[Dataset excerpts]

● ● ● ● ●

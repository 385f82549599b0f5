//! The namespace walk that decides which pages exist and where they go.

use std::{
    collections::{BTreeMap, BTreeSet},
    fs,
    path::{Path, PathBuf},
};

use tracing::{debug, info, warn};

use crate::{
    error::Result,
    page::{Context, render_class_page, render_namespace_page},
    store::DocumentStore,
};

/// Directory all pages live under, relative to the output directory.
const API_DIR: &str = "api";

/// Destination for rendered pages. Paths are relative to the output root.
pub trait PageSink {
    /// Make sure the directory `path` exists.
    fn reserve_dir(&mut self, path: &Path) -> Result<()>;

    /// Write a page to `path`.
    fn write_page(&mut self, path: &Path, text: &str) -> Result<()>;
}

/// Writes pages below a directory on disk.
#[derive(Debug, Clone)]
pub struct FsSink {
    /// Output root.
    root: PathBuf,
}

impl FsSink {
    /// Create a sink writing below `root`.
    pub fn new(root: impl Into<PathBuf>) -> Self {
        Self { root: root.into() }
    }
}

impl PageSink for FsSink {
    fn reserve_dir(&mut self, path: &Path) -> Result<()> {
        fs::create_dir_all(self.root.join(path))?;
        Ok(())
    }

    fn write_page(&mut self, path: &Path, text: &str) -> Result<()> {
        let path = self.root.join(path);
        if let Some(parent) = path.parent() {
            fs::create_dir_all(parent)?;
        }
        debug!("Writing {}", path.display());
        fs::write(path, text)?;
        Ok(())
    }
}

/// Collects pages in memory.
#[derive(Debug, Clone, Default)]
pub struct MemorySink {
    /// Reserved directories.
    pub dirs: BTreeSet<PathBuf>,
    /// Pages by path.
    pub pages: BTreeMap<PathBuf, String>,
}

impl MemorySink {
    /// Create an empty sink.
    pub fn new() -> Self {
        Self::default()
    }

    /// The page at `path`, if one was written.
    pub fn page(&self, path: impl AsRef<Path>) -> Option<&str> {
        self.pages.get(path.as_ref()).map(String::as_str)
    }
}

impl PageSink for MemorySink {
    fn reserve_dir(&mut self, path: &Path) -> Result<()> {
        self.dirs.insert(path.to_path_buf());
        Ok(())
    }

    fn write_page(&mut self, path: &Path, text: &str) -> Result<()> {
        self.pages.insert(path.to_path_buf(), text.to_string());
        Ok(())
    }
}

/// Where a namespace's pages go.
#[derive(Debug, Clone, PartialEq, Eq)]
pub struct NamespacePaths {
    /// The namespace's own index page.
    pub index: PathBuf,
    /// Directory holding the pages of its members.
    pub dir: PathBuf,
}

/// Compute the output paths for namespace `name`, or `None` when it lies
/// outside the root namespace.
///
/// The index page of `A::B` is `api/a/_b.rst` so that it cannot collide
/// with the directory `api/a/b` holding the namespace's members.
pub fn namespace_paths(ctx: &Context, name: &str) -> Option<NamespacePaths> {
    if ctx.is_root(name) {
        return Some(NamespacePaths {
            index: PathBuf::from(format!("{API_DIR}.rst")),
            dir: PathBuf::from(API_DIR),
        });
    }
    let parts = lowercase_parts(ctx.relative(name)?);
    let (last, parents) = parts.split_last()?;
    let mut dir = PathBuf::from(API_DIR);
    dir.extend(parents);
    let index = dir.join(format!("_{last}.rst"));
    Some(NamespacePaths {
        index,
        dir: dir.join(last),
    })
}

/// Compute the page path for class `name`, or `None` when it lies outside
/// the root namespace.
pub fn class_path(ctx: &Context, name: &str) -> Option<PathBuf> {
    let parts = lowercase_parts(ctx.relative(name)?);
    let mut path = PathBuf::from(API_DIR);
    path.extend(&parts);
    path.set_extension("rst");
    Some(path)
}

/// Lowercased `::` segments of a name relative to the root.
fn lowercase_parts(relative: &str) -> Vec<String> {
    relative.split("::").map(str::to_lowercase).collect()
}

/// Counts of what a walk produced.
#[derive(Debug, Clone, Default, PartialEq, Eq)]
pub struct WalkSummary {
    /// Namespace pages written.
    pub namespaces: usize,
    /// Class and interface pages written.
    pub classes: usize,
    /// Namespaces visited but left alone because they are outside the root.
    pub skipped: Vec<String>,
}

/// Walks a namespace tree, rendering each namespace and class it contains.
pub struct Walker<'a> {
    /// Run settings.
    ctx: &'a Context,
    /// Where compounds come from.
    store: &'a dyn DocumentStore,
    /// Where pages go.
    sink: &'a mut dyn PageSink,
    /// Running totals.
    summary: WalkSummary,
}

impl<'a> Walker<'a> {
    /// Create a walker.
    pub fn new(
        ctx: &'a Context,
        store: &'a dyn DocumentStore,
        sink: &'a mut dyn PageSink,
    ) -> Self {
        Self {
            ctx,
            store,
            sink,
            summary: WalkSummary::default(),
        }
    }

    /// Render the root namespace named in the context, found via the index,
    /// and everything below it.
    pub fn run(mut self) -> Result<WalkSummary> {
        let entry = self.store.namespace(self.ctx.root_namespace())?;
        self.render_namespace(&entry.refid, &entry.name)?;
        Ok(self.summary)
    }

    /// Render namespace `name` with reference id `refid`, then recurse into
    /// its classes and namespaces. Namespaces outside the root are skipped.
    pub fn render_namespace(&mut self, refid: &str, name: &str) -> Result<()> {
        info!("Processing namespace {name}");
        debug!("  refid is {refid}");
        let Some(paths) = namespace_paths(self.ctx, name) else {
            info!("  Skipping, not under {}", self.ctx.root_namespace());
            self.summary.skipped.push(name.to_string());
            return Ok(());
        };
        let compound = self.store.compound(refid)?;
        let page = render_namespace_page(self.ctx, &compound);
        debug!("  Page title will be '{}'", page.title);
        debug!("  Page path will be '{}'", paths.index.display());

        self.sink.reserve_dir(&paths.dir)?;
        self.sink.write_page(&paths.index, &page.text)?;
        self.summary.namespaces += 1;

        for class in &compound.inner_classes {
            self.render_class(&class.refid, &class.name)?;
        }
        for namespace in &compound.inner_namespaces {
            self.render_namespace(&namespace.refid, &namespace.name)?;
        }
        Ok(())
    }

    /// Render the page of class or interface `name`.
    pub fn render_class(&mut self, refid: &str, name: &str) -> Result<()> {
        info!("Processing class {name}");
        debug!("  refid is {refid}");
        let Some(path) = class_path(self.ctx, name) else {
            warn!("  Skipping class {name}, not under {}", self.ctx.root_namespace());
            return Ok(());
        };
        let compound = self.store.compound(refid)?;
        let title = compound.short_name().to_string();
        debug!("  Class title will be '{title}'");
        debug!("  Class path will be '{}'", path.display());

        let text = render_class_page(self.ctx, self.store, &compound, &title)?;
        self.sink.write_page(&path, &text)?;
        self.summary.classes += 1;
        Ok(())
    }
}

#[cfg(test)]
mod tests {
    use super::*;
    use pretty_assertions::assert_eq;

    #[test]
    fn test_namespace_paths() {
        let ctx = Context::new("Geometry");
        assert_eq!(
            namespace_paths(&ctx, "Geometry"),
            Some(NamespacePaths {
                index: PathBuf::from("api.rst"),
                dir: PathBuf::from("api"),
            })
        );
        assert_eq!(
            namespace_paths(&ctx, "Geometry::Solid"),
            Some(NamespacePaths {
                index: PathBuf::from("api/_solid.rst"),
                dir: PathBuf::from("api/solid"),
            })
        );
        assert_eq!(
            namespace_paths(&ctx, "Geometry::Solid::Platonic"),
            Some(NamespacePaths {
                index: PathBuf::from("api/solid/_platonic.rst"),
                dir: PathBuf::from("api/solid/platonic"),
            })
        );
        assert_eq!(namespace_paths(&ctx, "Vendor::Geometry"), None);
    }

    #[test]
    fn test_class_path() {
        let ctx = Context::new("Geometry");
        assert_eq!(
            class_path(&ctx, "Geometry::Circle"),
            Some(PathBuf::from("api/circle.rst"))
        );
        assert_eq!(
            class_path(&ctx, "Geometry::Solid::Cube"),
            Some(PathBuf::from("api/solid/cube.rst"))
        );
        assert_eq!(class_path(&ctx, "Vendor::Cube"), None);
    }
}
use std::{fs, path::Path};

use assert_cmd::Command;
use predicates::prelude::*;
use tempfile::TempDir;

const INDEX: &str = r#"<?xml version='1.0' encoding='UTF-8' standalone='no'?>
<doxygenindex version="1.9.1">
  <compound refid="namespace_lib" kind="namespace"><name>Lib</name></compound>
  <compound refid="class_lib_1_1_widget" kind="class"><name>Lib::Widget</name></compound>
</doxygenindex>
"#;

const NAMESPACE: &str = r#"<?xml version='1.0' encoding='UTF-8' standalone='no'?>
<doxygen version="1.9.1">
  <compounddef id="namespace_lib" kind="namespace" language="PHP">
    <compoundname>Lib</compoundname>
    <innerclass refid="class_lib_1_1_widget" prot="public">Lib::Widget</innerclass>
    <briefdescription><para>Widgets.</para></briefdescription>
  </compounddef>
</doxygen>
"#;

const WIDGET: &str = r#"<?xml version='1.0' encoding='UTF-8' standalone='no'?>
<doxygen version="1.9.1">
  <compounddef id="class_lib_1_1_widget" kind="class" language="PHP" prot="public">
    <compoundname>Lib::Widget</compoundname>
    <sectiondef kind="public-func">
      <memberdef kind="function" id="widget_show" prot="public" static="no">
        <definition>Lib\Widget::show</definition>
        <argsstring>($times=1)</argsstring>
        <param><type>int</type><declname>$times</declname><defval>1</defval></param>
      </memberdef>
    </sectiondef>
  </compounddef>
</doxygen>
"#;

fn xml_dir() -> TempDir {
    let dir = TempDir::new().unwrap();
    for (name, xml) in [
        ("index", INDEX),
        ("namespace_lib", NAMESPACE),
        ("class_lib_1_1_widget", WIDGET),
    ] {
        fs::write(dir.path().join(format!("{name}.xml")), xml).unwrap();
    }
    dir
}

fn doxrst(xml: &Path, out: &Path) -> Command {
    let mut cmd = Command::new(env!("CARGO_BIN_EXE_doxrst"));
    cmd.env_remove("RUST_LOG")
        .env_remove("DOXRST_XML_DIR")
        .env_remove("DOXRST_OUT_DIR")
        .arg("--xml-dir")
        .arg(xml)
        .arg("--out-dir")
        .arg(out);
    cmd
}

#[test]
fn test_writes_pages() {
    let xml = xml_dir();
    let out = TempDir::new().unwrap();

    doxrst(xml.path(), out.path()).arg("Lib").assert().success();

    let root = fs::read_to_string(out.path().join("api.rst")).unwrap();
    assert!(root.starts_with("API documentation\n"));
    let widget = fs::read_to_string(out.path().join("api/widget.rst")).unwrap();
    assert!(widget.contains("  .. php:method:: show ([int times])\n"));
    assert!(widget.contains("    :param int times:\n      Default: ``1``\n"));
}

#[test]
fn test_domain_flag() {
    let xml = xml_dir();
    let out = TempDir::new().unwrap();

    doxrst(xml.path(), out.path())
        .args(["--domain", "hack", "Lib"])
        .assert()
        .success();

    let widget = fs::read_to_string(out.path().join("api/widget.rst")).unwrap();
    assert!(widget.contains(".. hack:class:: Widget\n"));
}

#[test]
fn test_progress_logging() {
    let xml = xml_dir();
    let out = TempDir::new().unwrap();

    doxrst(xml.path(), out.path())
        .arg("Lib")
        .assert()
        .success()
        .stderr(predicate::str::contains("Processing class Lib::Widget"));

    doxrst(xml.path(), out.path())
        .args(["-q", "Lib"])
        .assert()
        .success()
        .stderr(predicate::str::contains("Processing").not());
}

#[test]
fn test_raw_output() {
    let xml = xml_dir();
    let out = TempDir::new().unwrap();

    doxrst(xml.path(), out.path())
        .args(["--raw", "Lib"])
        .assert()
        .success()
        .stdout(predicate::str::contains("\"name\": \"Lib\""));

    assert!(!out.path().join("api.rst").exists());
}

#[test]
fn test_unknown_namespace_fails() {
    let xml = xml_dir();
    let out = TempDir::new().unwrap();

    doxrst(xml.path(), out.path())
        .arg("Nope")
        .assert()
        .failure()
        .stderr(predicate::str::contains("Nope"));
}

#[test]
fn test_missing_namespace_argument() {
    let xml = xml_dir();
    let out = TempDir::new().unwrap();

    doxrst(xml.path(), out.path()).assert().failure();
}
use thiserror::Error;

/// Errors produced while loading doxygen XML and rendering pages.
#[derive(Error, Debug)]
pub enum DoxRstError {
    /// A compound reference has no corresponding document.
    #[error("Missing reference: no document for compound '{0}'")]
    MissingReference(String),

    /// The inheritance chain loops back onto itself.
    #[error("Cyclic inheritance: {}", .0.join(" -> "))]
    CyclicInheritance(Vec<String>),

    /// A member lacks the definition string its short name is derived from.
    #[error("Malformed member '{member}' in compound '{compound}': missing definition")]
    MalformedMember {
        /// Compound the member was declared in.
        compound: String,
        /// Member id, or "?" when the id is absent too.
        member: String,
    },

    /// An XML document could not be parsed or lacks required structure.
    #[error("Malformed document {source_name}: {message}")]
    MalformedDocument {
        /// File name or reference id of the document.
        source_name: String,
        /// What was wrong with it.
        message: String,
    },

    /// The requested root namespace is not listed in the index.
    #[error("Namespace not found in index: {0}")]
    NamespaceNotFound(String),

    /// Reading a document or writing a page failed.
    #[error("I/O error: {0}")]
    Io(#[from] std::io::Error),

    /// Serializing the parsed model failed.
    #[error("Failed to serialize JSON: {0}")]
    Json(#[from] serde_json::Error),
}

impl DoxRstError {
    /// Shorthand for a [`DoxRstError::MalformedDocument`].
    pub(crate) fn malformed(source_name: impl Into<String>, message: impl Into<String>) -> Self {
        Self::MalformedDocument {
            source_name: source_name.into(),
            message: message.into(),
        }
    }
}

/// Result alias used throughout the crate.
pub type Result<T> = std::result::Result<T, DoxRstError>;
//! Access to compound documents by reference id.

use std::{
    cell::RefCell,
    collections::HashMap,
    fs, io,
    path::{Path, PathBuf},
    rc::Rc,
};

use tracing::debug;

use crate::{
    error::{DoxRstError, Result},
    model::{CompoundDef, CompoundKind, IndexEntry},
    xml::{parse_compound, parse_index},
};

/// A source of parsed compound definitions.
pub trait DocumentStore {
    /// Look up the compound with reference id `refid`. A missing document is
    /// a [`DoxRstError::MissingReference`].
    fn compound(&self, refid: &str) -> Result<Rc<CompoundDef>>;

    /// All compounds listed in the index.
    fn index(&self) -> Result<Vec<IndexEntry>>;

    /// The index entry of the namespace called `name`.
    fn namespace(&self, name: &str) -> Result<IndexEntry> {
        self.index()?
            .into_iter()
            .find(|entry| entry.kind == CompoundKind::Namespace && entry.name == name)
            .ok_or_else(|| DoxRstError::NamespaceNotFound(name.to_string()))
    }
}

/// Reads doxygen XML output from a directory: `index.xml` plus one
/// `<refid>.xml` file per compound. Parsed compounds are memoized for the
/// lifetime of the store.
#[derive(Debug)]
pub struct XmlDirectory {
    /// Directory holding the XML files.
    dir: PathBuf,
    /// Compounds parsed so far, by reference id.
    cache: RefCell<HashMap<String, Rc<CompoundDef>>>,
}

impl XmlDirectory {
    /// Create a store reading from `dir`.
    pub fn new(dir: impl Into<PathBuf>) -> Self {
        Self {
            dir: dir.into(),
            cache: RefCell::new(HashMap::new()),
        }
    }

    /// The directory this store reads from.
    pub fn dir(&self) -> &Path {
        &self.dir
    }
}

impl DocumentStore for XmlDirectory {
    fn compound(&self, refid: &str) -> Result<Rc<CompoundDef>> {
        if let Some(compound) = self.cache.borrow().get(refid) {
            return Ok(Rc::clone(compound));
        }
        let path = self.dir.join(format!("{refid}.xml"));
        debug!("Opening {}", path.display());
        let xml = fs::read_to_string(&path).map_err(|e| match e.kind() {
            io::ErrorKind::NotFound => DoxRstError::MissingReference(refid.to_string()),
            _ => DoxRstError::Io(e),
        })?;
        let compound = Rc::new(parse_compound(&path.display().to_string(), &xml)?);
        self.cache
            .borrow_mut()
            .insert(refid.to_string(), Rc::clone(&compound));
        Ok(compound)
    }

    fn index(&self) -> Result<Vec<IndexEntry>> {
        let path = self.dir.join("index.xml");
        debug!("Opening {}", path.display());
        let xml = fs::read_to_string(&path)?;
        parse_index(&path.display().to_string(), &xml)
    }
}

/// A store held entirely in memory.
#[derive(Debug, Default)]
pub struct MemoryStore {
    /// Compounds by reference id.
    compounds: HashMap<String, Rc<CompoundDef>>,
    /// Index entries in insertion order.
    index: Vec<IndexEntry>,
}

impl MemoryStore {
    /// Create an empty store.
    pub fn new() -> Self {
        Self::default()
    }

    /// Add a compound, listing it in the index under its own id.
    pub fn insert(&mut self, compound: CompoundDef) {
        self.index.push(IndexEntry {
            refid: compound.id.clone(),
            kind: compound.kind.clone(),
            name: compound.name.clone(),
        });
        self.compounds.insert(compound.id.clone(), Rc::new(compound));
    }

    /// Parse a compound document and add it.
    pub fn insert_xml(&mut self, xml: &str) -> Result<()> {
        let compound = parse_compound("<memory>", xml)?;
        self.insert(compound);
        Ok(())
    }

    /// Builder-style [`Self::insert`].
    pub fn with(mut self, compound: CompoundDef) -> Self {
        self.insert(compound);
        self
    }
}

impl DocumentStore for MemoryStore {
    fn compound(&self, refid: &str) -> Result<Rc<CompoundDef>> {
        self.compounds
            .get(refid)
            .cloned()
            .ok_or_else(|| DoxRstError::MissingReference(refid.to_string()))
    }

    fn index(&self) -> Result<Vec<IndexEntry>> {
        Ok(self.index.clone())
    }
}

● ● ● ● ●

**WORK INSTRUCTIONS**
Taking the records above, retype every line from the one with "pub enum DoxRstError" down to the one with "not listed in the index.", exactly and with nothing else.

**RESPONSE FOR THIS EXERCISE**
pub enum DoxRstError {
    /// A compound reference has no corresponding document.
    #[error("Missing reference: no document for compound '{0}'")]
    MissingReference(String),

    /// The inheritance chain loops back onto itself.
    #[error("Cyclic inheritance: {}", .0.join(" -> "))]
    CyclicInheritance(Vec<String>),

    /// A member lacks the definition string its short name is derived from.
    #[error("Malformed member '{member}' in compound '{compound}': missing definition")]
    MalformedMember {
        /// Compound the member was declared in.
        compound: String,
        /// Member id, or "?" when the id is absent too.
        member: String,
    },

    /// An XML document could not be parsed or lacks required structure.
    #[error("Malformed document {source_name}: {message}")]
    MalformedDocument {
        /// File name or reference id of the document.
        source_name: String,
        /// What was wrong with it.
        message: String,
    },

    /// The requested root namespace is not listed in the index.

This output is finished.